Once the extensions are loaded it is straightforward to import a PGP 2.x
key pair using the option import.
There are two caveats, however.
You must not export a private key from PGP 2.x as an ASCII-armored file.
Because PGP 2.x predates the OpenPGP specification,
the armored message header PGP 2.x uses is not compliant with OpenPGP.
Because private key export is rare, GnuPG does not check for the
case when the ASCII-armored message is a private key.

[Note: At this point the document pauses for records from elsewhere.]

//! Exponential Moving Average.
//!
//! EMA[0] = values[0]; EMA[t] = k * values[t] + (1 - k) * EMA[t-1], k = 2 / (period + 1).
//! The recurrence runs from the first raw value; entries before `period - 1`
//! are reported as `None`.

use super::{IndicatorSeries, MIN_SERIES_LEN, all_none};

pub fn ema(values: &[f64], period: usize) -> IndicatorSeries {
    let n = values.len();
    if period == 0 || n < MIN_SERIES_LEN {
        return all_none(n);
    }

    let k = 2.0 / (period as f64 + 1.0);
    let mut out = Vec::with_capacity(n);
    let mut prev = values[0];

    for (i, &v) in values.iter().enumerate() {
        if i > 0 {
            prev = v * k + prev * (1.0 - k);
        }
        out.push(if i + 1 >= period { Some(prev) } else { None });
    }
    out
}

#[cfg(test)]
mod tests {
    use super::*;

    fn approx(a: f64, b: f64) -> bool {
        (a - b).abs() < 1e-9
    }

    #[test]
    fn seeds_from_first_value_not_sma() {
        let out = ema(&[10.0, 11.0, 12.0, 13.0], 3);
        assert_eq!(out[0], None);
        assert_eq!(out[1], None);
        // k = 0.5: 10 -> 10.5 -> 11.25 -> 12.125
        assert!(approx(out[2].unwrap(), 11.25));
        assert!(approx(out[3].unwrap(), 12.125));
    }

    #[test]
    fn shorter_than_period_is_all_none() {
        let out = ema(&[1.0, 2.0, 3.0], 5);
        assert_eq!(out, vec![None, None, None]);
    }

    #[test]
    fn constant_series_stays_constant() {
        let out = ema(&[7.0; 20], 5);
        assert!(out.iter().skip(4).all(|v| approx(v.unwrap(), 7.0)));
    }
}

GnuPG expects imported public keys to be self-signed
by the corresponding private key.
This is a prudent precaution, and
both GnuPG and newer versions of PGP self-sign public keys when they
are first created.
This is not done by PGP 2.x, however.
To solve this, you can first self-sign the public key before exporting
it from PGP 2.x.
Alternatively, you can use the option
allow-non-selfsigned-uid to force GnuPG to take the
key anyway.
It is recommended that you self-sign the key either
before exporting it or after you have imported it, though, since using
a non-self-signed key is a security risk.
alice% pgp -kx alice public.pgp
Pretty Good Privacy(tm) 2.6.2 - Public-key encryption for the masses.
[...]
Extracting from key ring: '/u/alice/.pgp/pubring.pgp', userid "alice".
Key for user ID: Alice <alice@cyb.org>
1024-bit key, Key ID 24E2C409, created 1999/09/18
Key extracted to file 'public.pgp'.
alice%pgp -kx alice private.pgp .pgp/secring.pgp
Pretty Good Privacy(tm) 2.6.2 - Public-key encryption for the masses.
[...]
Extracting from key ring: '.pgp/secring.pgp', userid "alice".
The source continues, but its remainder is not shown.